The idea of middleground has been partly illustrated by the concept of third places13, which represents social setups between home and office (cafes, libraries, events, etc). The generic term of makerspaces describes new forms of such third places that dedicate themselves to provide venues to the act of making, in and out the traditional contexts of work and leisure.
Making together and the study of assemblages
What are they? How can these makerspaces be defined? While they first exist as locations, these places are also embedded in larger urban assemblages14 of spatial, social and political networks15. Traditional approaches in social and human sciences (ethnography, statistics, interviews, discourse analysis, etc.) provide little guidance about the conduct of studies on such fragmented and discontinued objects.

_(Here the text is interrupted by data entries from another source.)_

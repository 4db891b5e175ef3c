//! The single user endpoint.
//!
//! Translates the HTTP request into a transport-independent
//! [`UserRequest`], runs the dispatcher, and turns its [`UserResponse`]
//! back into HTTP.

use std::collections::HashMap;

use axum::{
    body::Bytes,
    extract::{Query, State},
    http::{header, Method, StatusCode},
    response::{IntoResponse, Response},
};

use usertable_core::dispatch::{dispatch, UserRequest, UserResponse};

use crate::state::AppState;

/// Any method on `/`.
pub async fn handle_request(
    State(state): State<AppState>,
    method: Method,
    Query(query): Query<HashMap<String, String>>,
    body: Bytes,
) -> Response {
    let request = UserRequest {
        method: method.as_str().to_string(),
        query,
        body: body.to_vec(),
    };

    let response = dispatch(state.store.as_ref(), &request).await;

    tracing::debug!(method = %method, status = response.status, "Handled user request");

    into_http(response)
}

fn into_http(response: UserResponse) -> Response {
    let status = StatusCode::from_u16(response.status).unwrap_or(StatusCode::INTERNAL_SERVER_ERROR);

    if response.body.is_empty() {
        return status.into_response();
    }

    (
        status,
        [(header::CONTENT_TYPE, "application/json")],
        response.body,
    )
        .into_response()
}

#[cfg(test)]
mod tests {
    use super::*;

    #[test]
    fn test_into_http_sets_json_content_type() {
        let response = into_http(UserResponse {
            status: 201,
            body: "{}".to_string(),
        });

        assert_eq!(response.status(), StatusCode::CREATED);
        assert_eq!(
            response.headers().get(header::CONTENT_TYPE).unwrap(),
            "application/json"
        );
    }

    #[test]
    fn test_into_http_empty_body_has_no_content_type() {
        let response = into_http(UserResponse::empty(200));

        assert_eq!(response.status(), StatusCode::OK);
        assert!(response.headers().get(header::CONTENT_TYPE).is_none());
    }

    #[test]
    fn test_into_http_invalid_status_is_500() {
        let response = into_http(UserResponse::empty(42));

        assert_eq!(response.status(), StatusCode::INTERNAL_SERVER_ERROR);
    }
}
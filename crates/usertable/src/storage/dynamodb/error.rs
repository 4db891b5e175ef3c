//! DynamoDB error mapping.
//!
//! Maps AWS SDK errors to `StoreError` from `usertable_core::storage`.

use std::fmt::Debug;

use aws_sdk_dynamodb::error::SdkError;
use aws_sdk_dynamodb::operation::delete_item::DeleteItemError;
use aws_sdk_dynamodb::operation::get_item::GetItemError;
use aws_sdk_dynamodb::operation::put_item::PutItemError;
use aws_sdk_dynamodb::operation::scan::ScanError;
use usertable_core::storage::StoreError;

/// Requests that never reached DynamoDB are connection failures.
fn connection_failure<E: Debug, R: Debug>(err: &SdkError<E, R>) -> Option<StoreError> {
    match err {
        SdkError::DispatchFailure(_) | SdkError::TimeoutError(_) => {
            Some(StoreError::ConnectionFailed(format!("{:?}", err)))
        }
        _ => None,
    }
}

/// Map a GetItem SDK error to StoreError.
pub fn map_get_item_error<R: Debug + Send + Sync + 'static>(
    err: SdkError<GetItemError, R>,
) -> StoreError {
    if let Some(failure) = connection_failure(&err) {
        return failure;
    }
    match err.into_service_error() {
        GetItemError::ResourceNotFoundException(_) => {
            StoreError::RequestFailed("Table not found".to_string())
        }
        GetItemError::ProvisionedThroughputExceededException(_) => {
            StoreError::RequestFailed("Throughput exceeded".to_string())
        }
        GetItemError::RequestLimitExceeded(_) => {
            StoreError::RequestFailed("Request limit exceeded".to_string())
        }
        GetItemError::InternalServerError(_) => {
            StoreError::RequestFailed("DynamoDB internal server error".to_string())
        }
        err => StoreError::RequestFailed(format!("GetItem failed: {:?}", err)),
    }
}

/// Map a Scan SDK error to StoreError.
pub fn map_scan_error<R: Debug + Send + Sync + 'static>(err: SdkError<ScanError, R>) -> StoreError {
    if let Some(failure) = connection_failure(&err) {
        return failure;
    }
    match err.into_service_error() {
        ScanError::ResourceNotFoundException(_) => {
            StoreError::RequestFailed("Table not found".to_string())
        }
        ScanError::ProvisionedThroughputExceededException(_) => {
            StoreError::RequestFailed("Throughput exceeded".to_string())
        }
        ScanError::RequestLimitExceeded(_) => {
            StoreError::RequestFailed("Request limit exceeded".to_string())
        }
        ScanError::InternalServerError(_) => {
            StoreError::RequestFailed("DynamoDB internal server error".to_string())
        }
        err => StoreError::RequestFailed(format!("Scan failed: {:?}", err)),
    }
}

/// Map a PutItem SDK error to StoreError.
pub fn map_put_item_error<R: Debug + Send + Sync + 'static>(
    err: SdkError<PutItemError, R>,
    key: impl Into<String>,
) -> StoreError {
    if let Some(failure) = connection_failure(&err) {
        return failure;
    }
    match err.into_service_error() {
        PutItemError::ConditionalCheckFailedException(_) => {
            StoreError::ConditionFailed { key: key.into() }
        }
        PutItemError::ResourceNotFoundException(_) => {
            StoreError::RequestFailed("Table not found".to_string())
        }
        PutItemError::ProvisionedThroughputExceededException(_) => {
            StoreError::RequestFailed("Throughput exceeded".to_string())
        }
        PutItemError::RequestLimitExceeded(_) => {
            StoreError::RequestFailed("Request limit exceeded".to_string())
        }
        PutItemError::ItemCollectionSizeLimitExceededException(_) => {
            StoreError::RequestFailed("Item collection size limit exceeded".to_string())
        }
        PutItemError::TransactionConflictException(_) => {
            StoreError::RequestFailed("Transaction conflict".to_string())
        }
        PutItemError::InternalServerError(_) => {
            StoreError::RequestFailed("DynamoDB internal server error".to_string())
        }
        err => StoreError::RequestFailed(format!("PutItem failed: {:?}", err)),
    }
}

/// Map a DeleteItem SDK error to StoreError.
pub fn map_delete_item_error<R: Debug + Send + Sync + 'static>(
    err: SdkError<DeleteItemError, R>,
) -> StoreError {
    if let Some(failure) = connection_failure(&err) {
        return failure;
    }
    match err.into_service_error() {
        DeleteItemError::ResourceNotFoundException(_) => {
            StoreError::RequestFailed("Table not found".to_string())
        }
        DeleteItemError::ProvisionedThroughputExceededException(_) => {
            StoreError::RequestFailed("Throughput exceeded".to_string())
        }
        DeleteItemError::RequestLimitExceeded(_) => {
            StoreError::RequestFailed("Request limit exceeded".to_string())
        }
        DeleteItemError::TransactionConflictException(_) => {
            StoreError::RequestFailed("Transaction conflict".to_string())
        }
        DeleteItemError::InternalServerError(_) => {
            StoreError::RequestFailed("DynamoDB internal server error".to_string())
        }
        err => StoreError::RequestFailed(format!("DeleteItem failed: {:?}", err)),
    }
}
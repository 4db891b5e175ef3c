mod codec;
mod error;
mod http_mapping;
mod operations;
mod types;
mod validation;

pub use codec::{decode_body, record_to_user, user_to_record};
pub use error::UserError;
pub use http_mapping::user_error_to_status_code;
pub use operations::{create_user, delete_user, fetch_user, fetch_users, update_user};
pub use types::User;
pub use validation::is_valid_email;
use thiserror::Error;

/// Errors that can occur while talking to the key-value store.
#[derive(Debug, Error, Clone, PartialEq, Eq)]
pub enum StoreError {
    #[error("Connection failed: {0}")]
    ConnectionFailed(String),
    #[error("Request failed: {0}")]
    RequestFailed(String),
    #[error("Condition check failed for key: {key}")]
    ConditionFailed { key: String },
    #[error("Invalid item: {0}")]
    InvalidItem(String),
}

/// Result type for store operations.
pub type Result<T> = std::result::Result<T, StoreError>;

#[cfg(test)]
mod tests {
    use super::*;

    #[test]
    fn test_connection_failed_display() {
        let error = StoreError::ConnectionFailed("timeout after 30s".to_string());
        assert_eq!(error.to_string(), "Connection failed: timeout after 30s");
    }

    #[test]
    fn test_request_failed_display() {
        let error = StoreError::RequestFailed("throughput exceeded".to_string());
        assert_eq!(error.to_string(), "Request failed: throughput exceeded");
    }

    #[test]
    fn test_condition_failed_display() {
        let error = StoreError::ConditionFailed {
            key: "jane@example.com".to_string(),
        };
        assert_eq!(
            error.to_string(),
            "Condition check failed for key: jane@example.com"
        );
    }

    #[test]
    fn test_invalid_item_display() {
        let error = StoreError::InvalidItem("missing key attribute".to_string());
        assert_eq!(error.to_string(), "Invalid item: missing key attribute");
    }
}
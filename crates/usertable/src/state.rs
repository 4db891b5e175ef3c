//! Application state.
//!
//! Holds the store handle every request runs against. The backend is chosen
//! at compile time via feature flags.

use std::{sync::Arc, time::Duration};

use usertable_core::storage::UserStore;

use crate::config::Config;

// Storage features: exactly one must be enabled, they are mutually exclusive
#[cfg(all(feature = "dynamodb", feature = "inmemory"))]
compile_error!("Cannot enable both 'dynamodb' and 'inmemory' storage features");

#[cfg(not(any(feature = "inmemory", feature = "dynamodb")))]
compile_error!("Must enable exactly one storage feature: 'inmemory' or 'dynamodb'");

/// Shared application state.
///
/// Cloned for each request handler. The store is immutable after startup and
/// safe to use from concurrent requests.
#[derive(Clone)]
pub struct AppState {
    /// User table access.
    pub store: Arc<dyn UserStore>,
    /// How long a request may run before it is answered with 408.
    pub request_timeout: Duration,
}

impl AppState {
    pub fn new(store: Arc<dyn UserStore>, config: &Config) -> Self {
        Self {
            store,
            request_timeout: config.request_timeout(),
        }
    }

    /// Creates the state for the compiled-in storage backend.
    #[cfg(feature = "inmemory")]
    pub async fn from_config(config: &Config) -> anyhow::Result<Self> {
        use crate::storage::InMemoryStore;

        tracing::info!("Using in-memory storage");
        Ok(Self::new(Arc::new(InMemoryStore::new()), config))
    }

    /// Creates the state for the compiled-in storage backend.
    #[cfg(feature = "dynamodb")]
    pub async fn from_config(config: &Config) -> anyhow::Result<Self> {
        use crate::storage::DynamoDbStore;

        let store = DynamoDbStore::from_config(config).await;
        tracing::info!(table = %store.table_name(), "Using DynamoDB storage");
        Ok(Self::new(Arc::new(store), config))
    }
}

#[cfg(feature = "inmemory")]
impl Default for AppState {
    fn default() -> Self {
        use crate::storage::InMemoryStore;

        Self {
            store: Arc::new(InMemoryStore::new()),
            request_timeout: Duration::from_secs(10),
        }
    }
}
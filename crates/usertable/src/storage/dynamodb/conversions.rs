//! Conversions between store records and DynamoDB items.
//!
//! Pure functions with no side effects. JSON strings map to `S`, numbers to
//! `N`, booleans to `BOOL`, null to `NULL`, arrays to `L` and objects to `M`.

use std::collections::HashMap;

use aws_sdk_dynamodb::types::AttributeValue;
use serde_json::{Number, Value};

use usertable_core::storage::{Record, StoreError};

/// Convert a record to a DynamoDB item.
pub fn record_to_item(record: Record) -> HashMap<String, AttributeValue> {
    record
        .into_iter()
        .map(|(name, value)| (name, value_to_attribute(value)))
        .collect()
}

/// Convert a DynamoDB item to a record.
pub fn item_to_record(item: &HashMap<String, AttributeValue>) -> Result<Record, StoreError> {
    item.iter()
        .map(|(name, attribute)| {
            attribute_to_value(name, attribute).map(|value| (name.clone(), value))
        })
        .collect()
}

fn value_to_attribute(value: Value) -> AttributeValue {
    match value {
        Value::Null => AttributeValue::Null(true),
        Value::Bool(b) => AttributeValue::Bool(b),
        Value::Number(n) => AttributeValue::N(n.to_string()),
        Value::String(s) => AttributeValue::S(s),
        Value::Array(values) => {
            AttributeValue::L(values.into_iter().map(value_to_attribute).collect())
        }
        Value::Object(map) => AttributeValue::M(record_to_item(map)),
    }
}

fn attribute_to_value(name: &str, attribute: &AttributeValue) -> Result<Value, StoreError> {
    match attribute {
        AttributeValue::S(s) => Ok(Value::String(s.clone())),
        AttributeValue::N(n) => serde_json::from_str::<Number>(n)
            .map(Value::Number)
            .map_err(|e| StoreError::InvalidItem(format!("Invalid number {}: {}", name, e))),
        AttributeValue::Bool(b) => Ok(Value::Bool(*b)),
        AttributeValue::Null(_) => Ok(Value::Null),
        AttributeValue::L(values) => values
            .iter()
            .map(|v| attribute_to_value(name, v))
            .collect::<Result<Vec<_>, _>>()
            .map(Value::Array),
        AttributeValue::M(map) => item_to_record(map).map(Value::Object),
        other => Err(StoreError::InvalidItem(format!(
            "Unsupported attribute type for {}: {:?}",
            name, other
        ))),
    }
}
use std::collections::HashMap;

/// The operation a request resolves to.
#[derive(Debug, Clone, PartialEq, Eq)]
pub enum Route {
    FetchOne { email: String },
    FetchAll,
    Create,
    Update,
    Delete { email: String },
    MethodNotAllowed,
}

/// Resolves a method and its query parameters to a [`Route`].
///
/// `GET` with a non-empty `email` parameter fetches one user, otherwise all.
/// `DELETE` without an `email` parameter targets the empty key.
pub fn route(method: &str, query: &HashMap<String, String>) -> Route {
    let email = query.get("email").map(String::as_str).unwrap_or_default();

    match method {
        "GET" if !email.is_empty() => Route::FetchOne {
            email: email.to_string(),
        },
        "GET" => Route::FetchAll,
        "POST" => Route::Create,
        "PUT" => Route::Update,
        "DELETE" => Route::Delete {
            email: email.to_string(),
        },
        _ => Route::MethodNotAllowed,
    }
}

#[cfg(test)]
mod tests {
    use super::*;

    fn query(pairs: &[(&str, &str)]) -> HashMap<String, String> {
        pairs
            .iter()
            .map(|(k, v)| (k.to_string(), v.to_string()))
            .collect()
    }

    #[test]
    fn test_get_with_email_fetches_one() {
        assert_eq!(
            route("GET", &query(&[("email", "jane@example.com")])),
            Route::FetchOne {
                email: "jane@example.com".to_string()
            }
        );
    }

    #[test]
    fn test_get_without_email_fetches_all() {
        assert_eq!(route("GET", &query(&[])), Route::FetchAll);
    }

    #[test]
    fn test_get_with_empty_email_fetches_all() {
        assert_eq!(route("GET", &query(&[("email", "")])), Route::FetchAll);
    }

    #[test]
    fn test_get_ignores_other_parameters() {
        assert_eq!(route("GET", &query(&[("name", "jane")])), Route::FetchAll);
    }

    #[test]
    fn test_post_creates() {
        assert_eq!(route("POST", &query(&[])), Route::Create);
    }

    #[test]
    fn test_put_updates() {
        assert_eq!(
            route("PUT", &query(&[("email", "ignored@example.com")])),
            Route::Update
        );
    }

    #[test]
    fn test_delete_uses_email_parameter() {
        assert_eq!(
            route("DELETE", &query(&[("email", "jane@example.com")])),
            Route::Delete {
                email: "jane@example.com".to_string()
            }
        );
    }

    #[test]
    fn test_delete_without_email_targets_empty_key() {
        assert_eq!(
            route("DELETE", &query(&[])),
            Route::Delete {
                email: String::new()
            }
        );
    }

    #[test]
    fn test_other_methods_not_allowed() {
        for method in ["PATCH", "HEAD", "OPTIONS", "get", ""] {
            assert_eq!(route(method, &query(&[])), Route::MethodNotAllowed);
        }
    }
}
use axum::{
    http::StatusCode,
    routing::{any, get},
    Router,
};
use tower_http::{timeout::TimeoutLayer, trace::TraceLayer};

use crate::{
    handlers::{health::livez, users::handle_request},
    state::AppState,
};

/// Create the application router with all routes and middleware.
pub fn create_app(state: AppState) -> Router {
    let request_timeout = state.request_timeout;

    Router::new()
        .route("/", any(handle_request))
        .route("/livez", get(livez))
        .layer(TraceLayer::new_for_http())
        .layer(TimeoutLayer::with_status_code(
            StatusCode::REQUEST_TIMEOUT,
            request_timeout,
        ))
        .with_state(state)
}
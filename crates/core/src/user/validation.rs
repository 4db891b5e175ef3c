use std::sync::LazyLock;

use regex::Regex;

/// Local part, `@`, then dot-separated DNS labels of up to 63 characters.
static EMAIL_PATTERN: LazyLock<Regex> = LazyLock::new(|| {
    Regex::new(
        r"^[a-zA-Z0-9.!#$%&'*+/=?^_`{|}~-]+@[a-zA-Z0-9](?:[a-zA-Z0-9-]{0,61}[a-zA-Z0-9])?(?:\.[a-zA-Z0-9](?:[a-zA-Z0-9-]{0,61}[a-zA-Z0-9])?)*$",
    )
    .expect("email pattern must compile")
});

const MIN_EMAIL_LEN: usize = 3;
const MAX_EMAIL_LEN: usize = 254;

/// Checks that `email` is syntactically a valid address.
///
/// # Examples
///
/// ```
/// use usertable_core::user::is_valid_email;
///
/// assert!(is_valid_email("jane@example.com"));
/// assert!(!is_valid_email("jane.example.com"));
/// ```
pub fn is_valid_email(email: &str) -> bool {
    (MIN_EMAIL_LEN..=MAX_EMAIL_LEN).contains(&email.len()) && EMAIL_PATTERN.is_match(email)
}
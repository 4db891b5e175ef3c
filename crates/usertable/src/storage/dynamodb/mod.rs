//! DynamoDB storage backend implementation.
//!
//! This module provides a DynamoDB-based implementation of the `UserStore`
//! trait using `aws-sdk-dynamodb`. The table is keyed by the `email` string
//! attribute.

mod conversions;
mod error;
mod store;

pub use store::DynamoDbStore;
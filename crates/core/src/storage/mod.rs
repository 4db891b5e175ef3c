mod error;
mod traits;

#[cfg(test)]
pub(crate) mod testing;

pub use error::{Result, StoreError};
pub use traits::UserStore;

/// A stored item: attribute names mapped to JSON values.
pub type Record = serde_json::Map<String, serde_json::Value>;

/// Name of the attribute the table is keyed by.
pub const KEY_ATTRIBUTE: &str = "email";

/// Extracts the key attribute of a record.
pub fn record_key(record: &Record) -> Result<&str> {
    record
        .get(KEY_ATTRIBUTE)
        .and_then(|v| v.as_str())
        .ok_or_else(|| {
            StoreError::InvalidItem(format!("Missing or invalid key attribute: {KEY_ATTRIBUTE}"))
        })
}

Moreover, the passive position of the observer seems to oppose to the active stance of the maker, resulting in possible conflicts in the understanding of makerspaces. What can researchers make? How can makers lead a research about their spaces? How can the collection, record, mapping and visualization of information become the product of a common study? What should the study of making look like?
credits: Fabrique d’Objets Libres (cc)
Prototyping and hybrid methods
The present workshop aims at bringing together makers and practitioners from different background and disciplines to design new methods, processes, protocols or tools that can support the study of local and open-ended objects. Some of these different methods may include : experimental design (fast prototyping, user testing, etc), ethnographic field work (interviews, note-taking, sketching, etc), data-based analysis (text mining, online social network mapping, etc ), sensible approaches of urbanity (soundscapes, exploratory walks, etc)…
Here are some open questions we plan to approach during the workshop :
- Constitute a documentation of activities in a makerspace?
- Co-create research that is useful for the maker communities?
- Use websites and social networks as sources?
- Integrate interviews and field notes with findings from data-based analysis?
- Organize multiple media produced during field work (sounds, pictures, etc.)?
- Lead and record interviews based on third activity (drawings, etc.) ?
- Record and structure networks of relationships between actors?
- Visualize and annotate maps properly to produce new representations?
- Lead workshops as forms of investigation?
- Plan the communication of the research with local communities?
When / Where / How ?
The 18th and 19th May, 2017 at Les Ateliers de Renens in Renens, Switzerland.
The workshop will start on the 18th at 9am and end on the 19th at 6pm. A dinner with all participants is planned on the evening of the 17th.
Address : Les Ateliers de Renens, 5 Chemin du Closel, Renens, Switzerland (Google Map)
Who / How (to participate)?
We welcome designers, architects, makers, researchers, PhD students, and everyone interested in studying makerspaces to participate !
Please submit before April 21st May 1st a short text containing a brief statement (~200 words) about why you are interested in taking part in this workshop, and a short biography of yourself (1 paragraph). All proposals will be reviewed.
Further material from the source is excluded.